(RAW DATA begins)

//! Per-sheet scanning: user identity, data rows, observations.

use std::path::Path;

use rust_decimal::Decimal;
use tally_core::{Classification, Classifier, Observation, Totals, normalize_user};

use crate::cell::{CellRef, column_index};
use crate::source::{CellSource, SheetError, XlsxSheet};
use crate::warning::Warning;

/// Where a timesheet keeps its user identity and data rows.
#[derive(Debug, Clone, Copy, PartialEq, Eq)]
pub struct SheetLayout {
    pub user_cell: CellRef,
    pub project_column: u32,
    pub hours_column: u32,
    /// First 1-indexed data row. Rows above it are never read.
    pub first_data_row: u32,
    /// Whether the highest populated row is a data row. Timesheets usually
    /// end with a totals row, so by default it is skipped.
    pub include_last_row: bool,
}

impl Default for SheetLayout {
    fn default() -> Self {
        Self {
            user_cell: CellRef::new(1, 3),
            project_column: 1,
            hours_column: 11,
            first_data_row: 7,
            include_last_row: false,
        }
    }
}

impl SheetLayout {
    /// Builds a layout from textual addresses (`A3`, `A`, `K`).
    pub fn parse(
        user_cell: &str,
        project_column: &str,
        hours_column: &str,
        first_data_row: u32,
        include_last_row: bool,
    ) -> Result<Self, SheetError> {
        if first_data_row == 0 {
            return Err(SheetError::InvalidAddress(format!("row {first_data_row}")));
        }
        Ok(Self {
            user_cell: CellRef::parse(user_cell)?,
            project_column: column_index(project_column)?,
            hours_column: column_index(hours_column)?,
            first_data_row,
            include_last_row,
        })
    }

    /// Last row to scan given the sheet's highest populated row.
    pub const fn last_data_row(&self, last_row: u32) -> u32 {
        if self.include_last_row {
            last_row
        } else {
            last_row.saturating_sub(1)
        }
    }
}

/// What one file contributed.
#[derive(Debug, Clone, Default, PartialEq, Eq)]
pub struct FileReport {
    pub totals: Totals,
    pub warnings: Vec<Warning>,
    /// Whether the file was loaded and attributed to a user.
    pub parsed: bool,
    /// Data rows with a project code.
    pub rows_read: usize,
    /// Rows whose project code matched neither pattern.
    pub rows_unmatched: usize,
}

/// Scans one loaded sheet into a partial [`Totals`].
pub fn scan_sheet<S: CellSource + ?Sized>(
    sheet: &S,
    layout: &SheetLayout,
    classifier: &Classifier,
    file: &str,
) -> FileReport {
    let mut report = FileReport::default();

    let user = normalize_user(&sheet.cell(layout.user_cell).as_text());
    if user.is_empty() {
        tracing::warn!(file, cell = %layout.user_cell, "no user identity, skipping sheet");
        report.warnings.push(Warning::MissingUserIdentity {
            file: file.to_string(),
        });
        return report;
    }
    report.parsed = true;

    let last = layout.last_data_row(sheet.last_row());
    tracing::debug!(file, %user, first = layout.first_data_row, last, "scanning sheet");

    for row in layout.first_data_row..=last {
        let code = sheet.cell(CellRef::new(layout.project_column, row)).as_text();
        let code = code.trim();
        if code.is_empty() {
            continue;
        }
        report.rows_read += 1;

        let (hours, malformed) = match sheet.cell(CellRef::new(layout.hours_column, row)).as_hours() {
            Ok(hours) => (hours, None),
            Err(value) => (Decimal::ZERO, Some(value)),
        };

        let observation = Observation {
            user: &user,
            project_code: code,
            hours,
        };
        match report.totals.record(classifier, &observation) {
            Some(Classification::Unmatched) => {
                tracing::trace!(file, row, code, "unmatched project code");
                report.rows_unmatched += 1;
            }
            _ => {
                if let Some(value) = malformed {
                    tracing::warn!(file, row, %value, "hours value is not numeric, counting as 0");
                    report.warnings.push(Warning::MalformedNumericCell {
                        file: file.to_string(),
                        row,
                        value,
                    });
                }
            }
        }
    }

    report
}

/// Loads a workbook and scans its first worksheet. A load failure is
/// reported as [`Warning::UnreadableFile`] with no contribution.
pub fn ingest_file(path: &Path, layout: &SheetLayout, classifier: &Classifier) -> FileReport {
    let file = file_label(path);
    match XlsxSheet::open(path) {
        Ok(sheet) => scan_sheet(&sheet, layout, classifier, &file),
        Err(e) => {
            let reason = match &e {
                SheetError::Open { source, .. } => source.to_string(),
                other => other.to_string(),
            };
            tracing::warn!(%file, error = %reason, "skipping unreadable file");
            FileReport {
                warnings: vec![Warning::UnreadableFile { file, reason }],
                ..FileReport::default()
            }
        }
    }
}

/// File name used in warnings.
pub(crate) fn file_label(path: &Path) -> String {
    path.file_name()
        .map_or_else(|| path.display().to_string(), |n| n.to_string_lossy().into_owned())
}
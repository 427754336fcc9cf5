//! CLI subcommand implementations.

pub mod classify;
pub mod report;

(RAW DATA ends)

WHAT THIS TASK INVOLVES »
Please copy the lines above from the line with "pub struct SheetLayout" up to and including the line with "row. Timesheets usually", exactly as written and with nothing else.

RESULT »
pub struct SheetLayout {
    pub user_cell: CellRef,
    pub project_column: u32,
    pub hours_column: u32,
    /// First 1-indexed data row. Rows above it are never read.
    pub first_data_row: u32,
    /// Whether the highest populated row is a data row. Timesheets usually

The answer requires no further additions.